Em casos extremos pode haver até a busca de um juiz parcial. Por exemplo, o CNJ decidiu casos em que liminares eram concedidas no plantão de fim de semana para levantamento de vultuosas quantias depositadas em estabelecimentos bancários. Fraude flagrante ao princípio do juiz natural.

Este é um dos problemas mais complexos nas corregedorias. A conclusão é sempre difícil, pois há uma zona cinzenta que medeia uma decisão parcial e uma dada por absoluta convicção pessoal, mesmo que destoante da jurisprudência.

No atual estágio de evolução do nosso sistema judicial, há que se prestigiar a regra cautelosa da LC 37/1979, que veda ao juiz emitir opinião sobre o caso concreto. Neste sentido é a lição de Antonio Carlos Marcato, que afirma categoricamente não ser taxativo o artigo 135 do CPC (Código de Processo Civil Interpretado, 2ª edição, Atlas, 2005, página 414). E, como é evidente, pouco importa se a opinião foi dada antes ou durante a tramitação do processo.

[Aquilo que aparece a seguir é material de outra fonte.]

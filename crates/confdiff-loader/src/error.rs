//! Error types for document loading.

use std::path::PathBuf;

use thiserror::Error;

/// Errors that can occur while loading a document from disk.
///
/// All of them are fatal to the comparison: a diff over a document that could
/// not be read or parsed is meaningless, so no partial recovery is attempted.
#[derive(Debug, Error)]
pub enum LoadError {
    /// The file could not be read.
    #[error("failed to read {path}: {source}")]
    Io {
        path: PathBuf,
        #[source]
        source: std::io::Error,
    },

    /// The file content is not valid for its format.
    #[error("failed to parse {path}: {message}")]
    Parse { path: PathBuf, message: String },

    /// The file parsed but contains constructs with no document-tree
    /// representation (e.g. YAML tags or non-scalar mapping keys).
    #[error("unsupported document structure in {path}: {message}")]
    InvalidDocument { path: PathBuf, message: String },
}

/// Convenience alias for loader results.
pub type LoadResult<T> = Result<T, LoadError>;
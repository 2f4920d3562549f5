use std::path::PathBuf;

use clap::Parser;

#[derive(Parser)]
#[command(
    name = "confdiff",
    about = "Structural diff for configuration documents (YAML, JSON, TOML)",
    version,
)]
pub struct Cli {
    /// The current document
    pub current: PathBuf,

    /// The past document to compare against
    pub past: PathBuf,

    /// Output format
    #[arg(long, default_value = "text")]
    pub format: OutputFormat,

    /// Enable debug logging on stderr
    #[arg(short, long)]
    pub verbose: bool,

    /// Disable colored output
    #[arg(long)]
    pub no_color: bool,
}

#[derive(Clone, Debug, clap::ValueEnum)]
pub enum OutputFormat {
    Text,
    Json,
}
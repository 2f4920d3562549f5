//! Error types for the core comparison engine.

use thiserror::Error;

/// A root document handed to classification was not a mapping.
///
/// Classification only makes sense over two key sets; anything else is a
/// caller error, not a divergence. The comparator itself never fails on
/// well-formed [`Value`](crate::Value) trees — every difference it finds is
/// reported as data.
#[derive(Debug, Error, PartialEq, Eq)]
#[error("{side} root document is not a mapping (got {variant})")]
pub struct InvalidRootError {
    /// Which input was malformed: `"current"` or `"past"`.
    pub side: &'static str,
    /// The variant name the root actually had.
    pub variant: &'static str,
}
//! The full comparison driver: classification plus per-key walks.

use serde::{Deserialize, Serialize};

use crate::classify::{classify_sorted, root_mappings, sort_root_sequences, RootClassification};
use crate::error::InvalidRootError;
use crate::value::Value;
use crate::walk::{walk, DivergenceRecord};

/// The complete result of comparing two documents.
///
/// Holds the four root-level key sets and the ordered divergence records
/// accumulated over the changed keys. This is what a renderer consumes.
#[derive(Clone, Debug, Default, PartialEq, Serialize, Deserialize)]
pub struct DiffReport {
    /// Root-level key classification.
    pub classification: RootClassification,
    /// Divergence records for every changed key, in ascending key order.
    pub records: Vec<DivergenceRecord>,
}

impl DiffReport {
    /// Compare two documents end to end.
    ///
    /// Classifies the root keys, then walks each changed key's pair of
    /// post-sort sub-trees with the path seeded as `/<key>`. Both documents
    /// must be mappings.
    pub fn compute(current: &Value, past: &Value) -> Result<Self, InvalidRootError> {
        let (current_map, past_map) = root_mappings(current, past)?;
        let current_sorted = sort_root_sequences(current_map);
        let past_sorted = sort_root_sequences(past_map);
        let classification = classify_sorted(&current_sorted, &past_sorted);

        let mut records = Vec::new();
        for key in &classification.changed {
            let seed = format!("/{}", key);
            let (key_records, _) = walk(&current_sorted[key], &past_sorted[key], &seed);
            records.extend(key_records);
        }

        Ok(Self {
            classification,
            records,
        })
    }

    /// Returns `true` if the documents differ anywhere.
    pub fn has_differences(&self) -> bool {
        !self.classification.is_identical()
    }
}
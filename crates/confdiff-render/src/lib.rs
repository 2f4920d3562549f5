//! Renderers for confdiff reports.
//!
//! Two output shapes over a [`confdiff_core::DiffReport`]: colored text for
//! terminals ([`render_text`]) and pretty-printed JSON for machine
//! consumption ([`render_json`]).

pub mod error;
pub mod json;
pub mod text;

pub use error::RenderError;
pub use json::render_json;
pub use text::{record_line, render_text};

Aliás, o Código de Ética da Magistratura Nacional, editado pelo Conselho Nacional de Justiça de 6 de agosto de 2008, no artigo 12 recomenda aos magistrados “abster-se de emitir opinião sobre processo pendente de julgamento, seu ou de outrem”. Esta referência se faz a título de ilustração, registrando-se que os ministros do STF não estão sujeitos ao referido Código.

Encaminhando a conclusão, penso que, em termos gerais,  uma manifestação prévia a uma decisão, desde que explícita e não em tese (v.g., manifestada em livro), gera a suspeição do magistrado, mesmo não sendo expresso a respeito o CPC. É que ao externar publicamente o que pensa, o magistrado gera fundada suspeição de parcialidade, como mencionado no caput do artigo 135 do CPC.

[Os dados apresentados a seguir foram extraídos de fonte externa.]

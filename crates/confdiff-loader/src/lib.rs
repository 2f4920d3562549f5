//! Document loader for confdiff.
//!
//! Turns a file path into a [`confdiff_core::Value`] tree. The serialization
//! format is picked by extension ([`Format::detect`]): `.json` parses as
//! JSON, `.toml` as TOML, and everything else as YAML — which, being a JSON
//! superset, also covers JSON content under an unexpected extension.

use std::fs;
use std::path::Path;

use confdiff_core::Value;

pub mod convert;
pub mod error;
pub mod format;

pub use convert::{from_json, from_toml, from_yaml};
pub use error::{LoadError, LoadResult};
pub use format::Format;

/// Load a document from disk.
pub fn load(path: &Path) -> LoadResult<Value> {
    let format = Format::detect(path);
    tracing::debug!(path = %path.display(), ?format, "loading document");

    let text = fs::read_to_string(path).map_err(|source| LoadError::Io {
        path: path.to_path_buf(),
        source,
    })?;

    match format {
        Format::Json => {
            let parsed: serde_json::Value =
                serde_json::from_str(&text).map_err(|e| LoadError::Parse {
                    path: path.to_path_buf(),
                    message: e.to_string(),
                })?;
            Ok(from_json(parsed))
        }
        Format::Toml => {
            let parsed: toml::Value = toml::from_str(&text).map_err(|e| LoadError::Parse {
                path: path.to_path_buf(),
                message: e.to_string(),
            })?;
            Ok(from_toml(parsed))
        }
        Format::Yaml => {
            let parsed: serde_yaml::Value =
                serde_yaml::from_str(&text).map_err(|e| LoadError::Parse {
                    path: path.to_path_buf(),
                    message: e.to_string(),
                })?;
            from_yaml(parsed).map_err(|message| LoadError::InvalidDocument {
                path: path.to_path_buf(),
                message,
            })
        }
    }
}

#[cfg(test)]
mod tests {
    use super::*;
    use std::io::Write;

    fn write_file(dir: &tempfile::TempDir, name: &str, content: &str) -> std::path::PathBuf {
        let path = dir.path().join(name);
        let mut file = fs::File::create(&path).unwrap();
        file.write_all(content.as_bytes()).unwrap();
        path
    }

    #[test]
    fn loads_yaml_document() {
        let dir = tempfile::tempdir().unwrap();
        let path = write_file(&dir, "config.yaml", "env: prod\nreplicas: 3\n");
        let value = load(&path).unwrap();
        let map = value.as_mapping().unwrap();
        assert_eq!(map["env"], Value::from("prod"));
        assert_eq!(map["replicas"], Value::from(3i64));
    }

    #[test]
    fn loads_json_document() {
        let dir = tempfile::tempdir().unwrap();
        let path = write_file(&dir, "config.json", r#"{"ports": [80, 443]}"#);
        let value = load(&path).unwrap();
        let map = value.as_mapping().unwrap();
        assert_eq!(
            map["ports"],
            Value::Sequence(vec![80i64.into(), 443i64.into()])
        );
    }

    #[test]
    fn loads_toml_document() {
        let dir = tempfile::tempdir().unwrap();
        let path = write_file(&dir, "config.toml", "name = \"svc\"\n");
        let value = load(&path).unwrap();
        assert_eq!(value.as_mapping().unwrap()["name"], Value::from("svc"));
    }

    #[test]
    fn json_content_under_yaml_extension_still_loads() {
        let dir = tempfile::tempdir().unwrap();
        let path = write_file(&dir, "config.yml", r#"{"a": 1}"#);
        let value = load(&path).unwrap();
        assert_eq!(value.as_mapping().unwrap()["a"], Value::from(1i64));
    }

    #[test]
    fn missing_file_is_io_error() {
        let dir = tempfile::tempdir().unwrap();
        let err = load(&dir.path().join("absent.yaml")).unwrap_err();
        assert!(matches!(err, LoadError::Io { .. }));
    }

    #[test]
    fn malformed_json_is_parse_error() {
        let dir = tempfile::tempdir().unwrap();
        let path = write_file(&dir, "bad.json", "{not json");
        let err = load(&path).unwrap_err();
        assert!(matches!(err, LoadError::Parse { .. }));
    }

    #[test]
    fn malformed_yaml_is_parse_error() {
        let dir = tempfile::tempdir().unwrap();
        let path = write_file(&dir, "bad.yaml", "a: [1, 2\n");
        let err = load(&path).unwrap_err();
        assert!(matches!(err, LoadError::Parse { .. }));
    }

    #[test]
    fn yaml_tag_is_invalid_document() {
        let dir = tempfile::tempdir().unwrap();
        let path = write_file(&dir, "tagged.yaml", "key: !Custom {a: 1}\n");
        let err = load(&path).unwrap_err();
        assert!(matches!(err, LoadError::InvalidDocument { .. }));
    }
}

Nem se diga que a norma  não deve ser aplicada a ações originárias que versam sobre direitos coletivos ou que as regras de suspeição devem ser interpretadas de forma restritiva, como afirmado pelo Superior Tribunal de Justiça (Ag. Reg. no AI 520.160, 4ª. Turma, j, 21/10/2004). Com a devida vênia, a espécie reclama rigor e abrangência maior em interpretação histórico-evolutiva. Hoje, mais do que nunca, do Judiciário exige-se absoluta e evidente imparcialidade.

De resto, resta apenas lembrar a máxima forense que dizia: “juiz só fala debaixo da conclusão”. Era uma recomendação salutar aos juízes para que só falassem sobre os casos a serem julgados nos autos do processo e não em conversas particulares, entrevistas ou artigos. Seria bom revigorá-la.